Те силы или порывы, которые нашли бы, вероятно, выражение в сложении самостоятельных воззрений и направлений, выступили, конечно, под худыми влияниями, носящимися в общежитии, в том, что слушатели высших учебных заведений стали представлять себя уже «зрелыми» членами общества и стали сходиться для суждения не о своих ближайших потребностях, не о слагающемся мировоззрении, а о том общественном, ради которого они и вступили в высшее учебное заведение как ученики и слушатели.
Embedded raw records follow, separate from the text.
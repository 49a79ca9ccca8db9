use std::fmt::Display;
use std::str::FromStr;

use serde::{Deserialize, Serialize};

use crate::defaults;
use crate::error::{RagError, Result};

/// Tuning values consumed by the core. The loading mechanism is the
/// harness's concern; `from_env` covers the binary, tests construct the
/// struct directly.
#[derive(Debug, Clone, Serialize, Deserialize)]
pub struct RagConfig {
    /// Embedding provider id. `"hashing"` selects the deterministic local
    /// provider; any other value names an ONNX sentence-embedding model.
    pub embedding_model: String,
    /// Vector dimension; must match the provider's output width.
    pub dimension: usize,
    pub top_k: usize,
    /// Hits at or below this similarity are dropped from retrieval.
    pub similarity_floor: f32,
    pub conf_threshold: f32,
    /// Lower decision bound; `None` disables the clarify bucket entirely.
    pub clarify_threshold: Option<f32>,
    /// Weight of the top-1/rest spread in the confidence blend; 0 reduces
    /// confidence to the raw top-1 similarity.
    pub spread_weight: f32,
    pub chunk_size: usize,
    pub chunk_overlap: usize,
    pub embed_batch_size: usize,
    /// Budget for each embedding call and each vector search on the query
    /// path, and for pool acquisition.
    pub call_timeout_ms: u64,
    pub retry_backoff_ms: u64,
    pub pool_size: u32,
    /// Dataset identifier carried into chunk metadata and citations.
    pub source_id: String,
    pub database_url: String,
}

impl Default for RagConfig {
    fn default() -> Self {
        Self {
            embedding_model: defaults::DEFAULT_MODEL.to_string(),
            dimension: defaults::DEFAULT_DIMENSION,
            top_k: defaults::DEFAULT_TOP_K,
            similarity_floor: defaults::DEFAULT_SIMILARITY_FLOOR,
            conf_threshold: defaults::DEFAULT_CONF_THRESHOLD,
            clarify_threshold: Some(defaults::DEFAULT_CLARIFY_THRESHOLD),
            spread_weight: defaults::DEFAULT_SPREAD_WEIGHT,
            chunk_size: defaults::DEFAULT_CHUNK_SIZE,
            chunk_overlap: defaults::DEFAULT_CHUNK_OVERLAP,
            embed_batch_size: defaults::DEFAULT_EMBED_BATCH_SIZE,
            call_timeout_ms: defaults::DEFAULT_CALL_TIMEOUT_MS,
            retry_backoff_ms: defaults::DEFAULT_RETRY_BACKOFF_MS,
            pool_size: num_cpus::get().max(1) as u32,
            source_id: defaults::DEFAULT_SOURCE_ID.to_string(),
            database_url: defaults::DEFAULT_DATABASE_URL.to_string(),
        }
    }
}

impl RagConfig {
    /// Build a config from the environment, falling back to defaults for
    /// anything unset.
    pub fn from_env() -> Result<Self> {
        let base = Self::default();
        let config = Self {
            embedding_model: env_string("EMBEDDING_MODEL_NAME", &base.embedding_model),
            dimension: env_parse("VECTOR_DIMENSION", base.dimension)?,
            top_k: env_parse("RAG_TOP_K", base.top_k)?,
            similarity_floor: env_parse("SIMILARITY_FLOOR", base.similarity_floor)?,
            conf_threshold: env_parse("CONF_THRESHOLD", base.conf_threshold)?,
            clarify_threshold: Some(env_parse(
                "CLARIFY_THRESHOLD",
                defaults::DEFAULT_CLARIFY_THRESHOLD,
            )?),
            spread_weight: env_parse("SPREAD_WEIGHT", base.spread_weight)?,
            chunk_size: env_parse("CHUNK_SIZE", base.chunk_size)?,
            chunk_overlap: env_parse("CHUNK_OVERLAP", base.chunk_overlap)?,
            embed_batch_size: env_parse("EMBED_BATCH_SIZE", base.embed_batch_size)?,
            call_timeout_ms: env_parse("RAG_TIMEOUT_MS", base.call_timeout_ms)?,
            retry_backoff_ms: env_parse("RETRY_BACKOFF_MS", base.retry_backoff_ms)?,
            pool_size: env_parse("POOL_SIZE", base.pool_size)?,
            source_id: env_string("DATASET_SOURCE_ID", &base.source_id),
            database_url: env_string("DATABASE_URL", &base.database_url),
        };
        config.validate()?;
        Ok(config)
    }

    /// Fail-fast validation. Called before any work begins; a process with
    /// an invalid configuration must not start.
    pub fn validate(&self) -> Result<()> {
        if self.dimension == 0 {
            return Err(RagError::Configuration("dimension must be positive".into()));
        }
        if self.top_k == 0 {
            return Err(RagError::Configuration("top_k must be positive".into()));
        }
        if self.chunk_size == 0 {
            return Err(RagError::Configuration(
                "chunk_size must be positive".into(),
            ));
        }
        if self.chunk_overlap >= self.chunk_size {
            return Err(RagError::Configuration(format!(
                "chunk_overlap {} must be smaller than chunk_size {}",
                self.chunk_overlap, self.chunk_size
            )));
        }
        if !(0.0..=1.0).contains(&self.conf_threshold) {
            return Err(RagError::Configuration(
                "conf_threshold must be within [0, 1]".into(),
            ));
        }
        if let Some(clarify) = self.clarify_threshold {
            if !(0.0..=1.0).contains(&clarify) {
                return Err(RagError::Configuration(
                    "clarify_threshold must be within [0, 1]".into(),
                ));
            }
            if clarify >= self.conf_threshold {
                return Err(RagError::Configuration(format!(
                    "clarify_threshold {} must be below conf_threshold {}",
                    clarify, self.conf_threshold
                )));
            }
        }
        if !(0.0..1.0).contains(&self.similarity_floor) {
            return Err(RagError::Configuration(
                "similarity_floor must be within [0, 1)".into(),
            ));
        }
        if self.spread_weight < 0.0 {
            return Err(RagError::Configuration(
                "spread_weight must not be negative".into(),
            ));
        }
        if self.embed_batch_size == 0 {
            return Err(RagError::Configuration(
                "embed_batch_size must be positive".into(),
            ));
        }
        if self.call_timeout_ms == 0 {
            return Err(RagError::Configuration(
                "call_timeout_ms must be positive".into(),
            ));
        }
        if self.pool_size == 0 {
            return Err(RagError::Configuration(
                "pool_size must be positive".into(),
            ));
        }
        Ok(())
    }
}

fn env_string(key: &str, default: &str) -> String {
    std::env::var(key).unwrap_or_else(|_| default.to_string())
}

fn env_parse<T>(key: &str, default: T) -> Result<T>
where
    T: FromStr,
    T::Err: Display,
{
    match std::env::var(key) {
        Ok(raw) => raw
            .parse()
            .map_err(|e| RagError::Configuration(format!("invalid {}: {}", key, e))),
        Err(_) => Ok(default),
    }
}

#[cfg(test)]
mod tests {
    use super::*;

    #[test]
    fn default_config_is_valid() {
        assert!(RagConfig::default().validate().is_ok());
    }

    #[test]
    fn rejects_overlap_not_below_chunk_size() {
        let config = RagConfig {
            chunk_size: 5,
            chunk_overlap: 5,
            ..RagConfig::default()
        };
        assert!(matches!(
            config.validate(),
            Err(RagError::Configuration(_))
        ));
    }

    #[test]
    fn rejects_clarify_at_or_above_conf() {
        let config = RagConfig {
            conf_threshold: 0.6,
            clarify_threshold: Some(0.6),
            ..RagConfig::default()
        };
        assert!(config.validate().is_err());
    }

    #[test]
    fn clarify_bucket_can_be_disabled() {
        let config = RagConfig {
            clarify_threshold: None,
            ..RagConfig::default()
        };
        assert!(config.validate().is_ok());
    }
}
Не уклонюсь от того соображения, считаемого мною совершенно неверным, которое носилось в воздухе времени начала повторяемости так называемых студенческих беспорядков и очень часто высказывалось в те времена, что освободительные начала эпохи, наступившей после Севастопольской кампании, служили главнейшим внутренним поводом к началу беспорядков, так как во всем обществе произошло брожение и стали выражаться порывы того разряда, который у нас привыкли называть либерализмом.
Утверждали, что либерализм, проникший в правительство, овладел образованным обществом, а от него и университетским юношеством, которое по молодости лет и по пылкости, свойственной юности, спешило судить о том, что по своей сложности было ей не по силам. Совсем я сам так не думаю, хотя и признаю вполне передачу общественного настроения юношеству и развитие его в нем, но от этой возбужденности до беспорядков расстояние ничем логически не восполняется, потому что истинный либерализм прежде всего побуждает следовать законным путем, а не вызывает таких приемов, какие сказываются в беспорядках.
Университет в Санкт-Петербурге. Гравюра XIX в.
Прожив большое их число в близкой связи со студенчеством Петербургского университета (потому что тогда я жил подле химической лаборатории, где работало много студентов, и я был с ними в постоянном общении), я имел немало случаев убедиться в том, что «чувства добрые», господствовавшие в то время в студенчестве, побуждали их еще в большей мере, чем бывает всегда, к взаимному общению и соглашению, но исходов для этой надобности было чрезвычайно мало. Главное же, что считаю долгом сообщить здесь, состоит в том, что я получил подлинные убеждения в возникновении беспорядков не под влиянием этого стремления к общению, а под влияниями совершенно посторонними, даже говорю с уверенностью, под влияниями, совершенно чуждыми России и пришедшими из-за границы, где в то время еще больше, чем теперь, много было организованных сил, стремившихся, во-первых, приостановить явный прогресс, начавшийся в нашей стране, и, во-вторых, желающих сосредоточить все внимание России на внутренних беспорядках, чтобы отвлечь ее этим путем от вмешательства во внешние европейские события, среди которых тогда больше всего имели значение политические объединения Италии и особенно Германии, усиление мирового могущества Англии и возбуждение социалистических и коммунистических начал во всей Западной Европе. Все дела этого ряда тогда, несомненно, имели организацию и представителей ее в виде властных лиц, подобных Бисмаркам и Кавурам, а такие организаторы должны были помнить и сознавать, что голос России был одним из решающих в памятные эпохи Священного союза и 1848 года. Чтобы действовать свободнее, увереннее и надежнее, надо было во что бы то ни стало устранить какое бы то ни было вмешательство России; война с нею могла стоить сотни миллионов, возбуждение в ней внутренних беспорядков могло стоить очень дешево, да еще под знаменем либерализма, который сам проявлен Россией. Вот и решили разумные и расчетливые люди, стремящиеся к определенным целям, вызывать в России всеми способами внутренние неурядицы, покушения на императора-освободителя и всякого рода препятствия на пути русского прогресса. Утверждаю так в особенности по многим наблюдениям, бывшим для этого как у меня самого, так и у многих из профессоров Петербургского университета.